Once you find a line containing the word "that" in the entries below, copy it.

Dataset entries →
-- Opening Marker --

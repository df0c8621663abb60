//! Layer 3: Algorithms
//!
//! # Purpose
//!
//! This layer implements the stages of the RBF forecaster:
//! - Evenly spaced center selection
//! - Drift relaxation of the centers
//! - Normal-equations fit of the output weights
//! - Evaluation of the fitted network
//!
//! # Architecture
//!
//! ```text
//! Layer 6: API
//!   ↓
//! Layer 5: Adapters
//!   ↓
//! Layer 4: Engine
//!   ↓
//! Layer 3: Algorithms ← You are here
//!   ↓
//! Layer 2: Math
//!   ↓
//! Layer 1: Primitives
//! ```

/// Initial center placement.
pub mod selection;

/// Repulsion of clustered centers.
pub mod drift;

/// Least-squares fit of the output weights.
pub mod fitting;

/// Network evaluation and forecasting.
pub mod prediction;
//! Input validation for RBF configuration and data.
//!
//! ## Purpose
//!
//! This module provides validation functions for forecaster configuration
//! parameters and input series. It checks requirements such as the series
//! length against the embedding window, finite values and parameter bounds.
//!
//! ## Design notes
//!
//! * **Fail-Fast**: Validation stops at the first error encountered.
//! * **Efficiency**: Checks are ordered from cheap to expensive.
//! * **Generics**: Validation is generic over `Float` types.
//!
//! ## Key concepts
//!
//! * **Parameter Bounds**: Dimension, delay and step at least 1, centers at least 2.
//! * **Finite Checks**: Ensures all inputs are finite (no NaN/Inf).
//! * **Window Requirements**: A series needs `(D−1)·L + step + 1` points so that
//!   at least one training pair exists.
//!
//! ## Invariants
//!
//! * All validated inputs satisfy their respective mathematical constraints.
//! * Validation logic is deterministic and side-effect free.
//!
//! ## Non-goals
//!
//! * This module does not rescale or clamp input data.
//! * This module does not detect constant series (handled by `scaling`).

// Feature-gated imports
#[cfg(not(feature = "std"))]
use alloc::format;

// External dependencies
use num_traits::Float;

// Internal dependencies
use crate::primitives::embedding::EmbeddedView;
use crate::primitives::errors::RbfError;

// ============================================================================
// Validator
// ============================================================================

/// Validation utility for RBF configuration and input data.
///
/// Provides static methods for validating forecaster parameters and input
/// series. All methods fail fast upon identifying the first violation.
pub struct Validator;

impl Validator {
    // ========================================================================
    // Core Input Validation
    // ========================================================================

    /// Validate an input series: non-empty and finite.
    pub fn validate_series<T: Float>(series: &[T]) -> Result<(), RbfError> {
        if series.is_empty() {
            return Err(RbfError::EmptyInput);
        }

        for (i, &val) in series.iter().enumerate() {
            if !val.is_finite() {
                return Err(RbfError::InvalidNumericValue(format!(
                    "series[{}]={}",
                    i,
                    val.to_f64().unwrap_or(f64::NAN)
                )));
            }
        }

        Ok(())
    }

    /// Validate a single numeric value for finiteness.
    pub fn validate_scalar<T: Float>(val: T, name: &str) -> Result<(), RbfError> {
        if !val.is_finite() {
            return Err(RbfError::InvalidNumericValue(format!(
                "{}={}",
                name,
                val.to_f64().unwrap_or(f64::NAN)
            )));
        }
        Ok(())
    }

    /// Minimum series length for a given embedding and horizon.
    pub fn min_length(dimension: usize, delay: usize, step: usize) -> Result<usize, RbfError> {
        let window = EmbeddedView::<f64>::window_span(dimension, delay)?;
        window
            .checked_add(step)
            .and_then(|v| v.checked_add(1))
            .ok_or(RbfError::InvalidStep(step))
    }

    /// Validate the series length against the embedding window and horizon.
    pub fn validate_length(
        len: usize,
        dimension: usize,
        delay: usize,
        step: usize,
    ) -> Result<(), RbfError> {
        let min = Self::min_length(dimension, delay, step)?;
        if len < min {
            return Err(RbfError::TooFewPoints { got: len, min });
        }
        Ok(())
    }

    // ========================================================================
    // Parameter Validation
    // ========================================================================

    /// Validate the embedding dimension.
    pub fn validate_dimension(dimension: usize) -> Result<(), RbfError> {
        if dimension == 0 {
            return Err(RbfError::InvalidDimension(dimension));
        }
        Ok(())
    }

    /// Validate the embedding delay.
    pub fn validate_delay(delay: usize) -> Result<(), RbfError> {
        if delay == 0 {
            return Err(RbfError::InvalidDelay(delay));
        }
        Ok(())
    }

    /// Validate the forecast horizon.
    pub fn validate_step(step: usize) -> Result<(), RbfError> {
        if step == 0 {
            return Err(RbfError::InvalidStep(step));
        }
        Ok(())
    }

    /// Validate the number of centers.
    pub fn validate_centers(centers: usize) -> Result<(), RbfError> {
        if centers < 2 {
            return Err(RbfError::InvalidCenters(centers));
        }
        Ok(())
    }

    /// Validate a training prefix length against the minimum it must cover.
    pub fn validate_insample(insample: usize, min: usize) -> Result<(), RbfError> {
        if insample < min {
            return Err(RbfError::InvalidInsample { got: insample, min });
        }
        Ok(())
    }

    // ========================================================================
    // Adapter-Specific Validation
    // ========================================================================

    /// Validate the maximum capacity of the sliding window in online mode.
    pub fn validate_window_capacity(window_capacity: usize, min: usize) -> Result<(), RbfError> {
        if window_capacity < min {
            return Err(RbfError::InvalidWindowCapacity {
                got: window_capacity,
                min,
            });
        }
        Ok(())
    }

    /// Validate the activation threshold for online forecasting.
    ///
    /// `min` is the shortest series the embedding accepts.
    pub fn validate_min_points(
        min_points: usize,
        min: usize,
        window_capacity: usize,
    ) -> Result<(), RbfError> {
        if min_points < min || min_points > window_capacity {
            return Err(RbfError::InvalidMinPoints {
                got: min_points,
                min,
                window_capacity,
            });
        }
        Ok(())
    }

    /// Validate that no parameters were set multiple times in the builder.
    pub fn validate_no_duplicates(duplicate_param: Option<&'static str>) -> Result<(), RbfError> {
        if let Some(param) = duplicate_param {
            return Err(RbfError::DuplicateParameter { parameter: param });
        }
        Ok(())
    }
}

-- Closing Marker --

Task output →
//! * **Window Requirements**: A series needs `(D−1)·L + step + 1` points so that
    /// Validate that no parameters were set multiple times in the builder.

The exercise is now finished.